If a line of the data below contains the string "offset", count it, then state the total alone.

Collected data
== Segment start ==
//
// convert.rs
// Nifti-Rtstruct-rs
//
// Orchestrates mask loading, label remapping, ROI construction, patching, and saving, for a single
// volume or a whole configured batch.
//
// Thales Matheus Mendonça Santos - November 2025

use std::path::{Path, PathBuf};

use chrono::Local;
use ndarray::ArrayView3;
use tracing::{debug, error, info};

use crate::config::{ConversionConfig, DocumentConfig};
use crate::document::StructureSetDocument;
use crate::error::{Error, Result};
use crate::file::{MaskFile, NIFTI_SUFFIX};
use crate::models::{LabelSpec, ResolvedLabel, VolumeType};
use crate::rtstruct::RtStruct;
use crate::scan::MaskDirectory;
use crate::{patch, roi};

/// Write the labels of `volume` as ROIs of the structure set at `output_path`.
///
/// An existing file at `output_path` is extended, otherwise a new structure set referencing the
/// series at `series_path` is created. `description` replaces the series description unless empty.
pub fn convert_masks_to_rtstruct(
    volume: ArrayView3<'_, f64>,
    labels: &[LabelSpec],
    series_path: &Path,
    output_path: &Path,
    description: &str,
) -> Result<Vec<ResolvedLabel>> {
    let mut document = RtStruct::open_or_create(series_path, output_path)?;
    let resolved = roi::build(volume, labels, &mut document)?;
    patch::patch(&mut document, description, Local::now().naive_local())?;
    document.save(output_path)?;
    Ok(resolved)
}

/// Outcome of [`run_batch`]: written outputs and per-document failures.
#[derive(Debug, Default)]
pub struct BatchReport {
    pub converted: Vec<PathBuf>,
    pub failed: Vec<(String, Error)>,
}

impl BatchReport {
    pub fn is_success(&self) -> bool {
        self.failed.is_empty()
    }
}

/// Convert every document of `config`. A failing document is logged and skipped.
pub fn run_batch(
    config: &ConversionConfig,
    source: &Path,
    series_path: &Path,
    output_dir: &Path,
    description: &str,
) -> BatchReport {
    let mut directory = MaskDirectory::new(source);
    directory.scan();

    let mut report = BatchReport::default();
    for document in &config.documents {
        match convert_document(&directory, document, series_path, output_dir, description) {
            Ok(path) => {
                info!("Converted {} -> {}", document.mask, path.display());
                report.converted.push(path);
            }
            Err(e) => {
                error!("Failed to convert {}: {}", document.mask, e);
                report.failed.push((document.mask.clone(), e));
            }
        }
    }

    info!(
        "Batch finished: {} converted, {} failed",
        report.converted.len(),
        report.failed.len()
    );
    report
}

/// Load, classify, and remap the configured mask, then convert it.
pub fn convert_document(
    directory: &MaskDirectory,
    document: &DocumentConfig,
    series_path: &Path,
    output_dir: &Path,
    description: &str,
) -> Result<PathBuf> {
    let found = directory.find(&document.mask).ok_or_else(|| {
        Error::PathNotFound(
            directory
                .root()
                .join(format!("{}{}", document.mask, NIFTI_SUFFIX)),
        )
    })?;

    // Fresh copy per document: remapping mutates the volume.
    let mut file = MaskFile::new(found.path())?;
    if file.load_header()? != VolumeType::Mask {
        return Err(Error::NotAMask(file.name().to_string()));
    }
    file.load_data()?;

    if let Some(remap) = &document.remap {
        match remap.offset {
            Some(offset) => file.map_values(offset, &remap.table)?,
            None => {
                let offset = file.map_values_auto(&remap.table)?;
                debug!("Remapped {} with computed offset {}", file.name(), offset);
            }
        }
    }

    let output_path = output_dir.join(&document.output);
    let labels = convert_masks_to_rtstruct(
        file.volume()?,
        &document.labels,
        series_path,
        &output_path,
        description,
    )?;
    debug!("{} ROIs written for {}", labels.len(), file.name());

    Ok(output_path)
}

#[cfg(test)]
mod tests {
    use super::*;
    use crate::config::RemapConfig;

    fn document(mask: &str) -> DocumentConfig {
        DocumentConfig {
            mask: mask.to_string(),
            output: PathBuf::from("out.dcm"),
            remap: Some(RemapConfig::default()),
            labels: vec![LabelSpec::new("liver")],
        }
    }

    #[test]
    fn unknown_mask_fails_the_document_only() {
        let source = tempfile::tempdir().unwrap();
        let output = tempfile::tempdir().unwrap();
        let config = ConversionConfig {
            series_description: String::new(),
            documents: vec![document("missing"), document("also_missing")],
        };

        let report = run_batch(
            &config,
            source.path(),
            Path::new("/no/series"),
            output.path(),
            "",
        );

        assert!(!report.is_success());
        assert!(report.converted.is_empty());
        assert_eq!(report.failed.len(), 2);
        assert!(matches!(report.failed[0].1, Error::PathNotFound(_)));
        assert_eq!(report.failed[1].0, "also_missing");
    }

    #[test]
    fn empty_batch_succeeds() {
        let source = tempfile::tempdir().unwrap();
        let report = run_batch(
            &ConversionConfig::default(),
            source.path(),
            Path::new("/no/series"),
            source.path(),
            "",
        );
        assert!(report.is_success());
    }
}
== Segment end ==
* [Exercise answer]: 4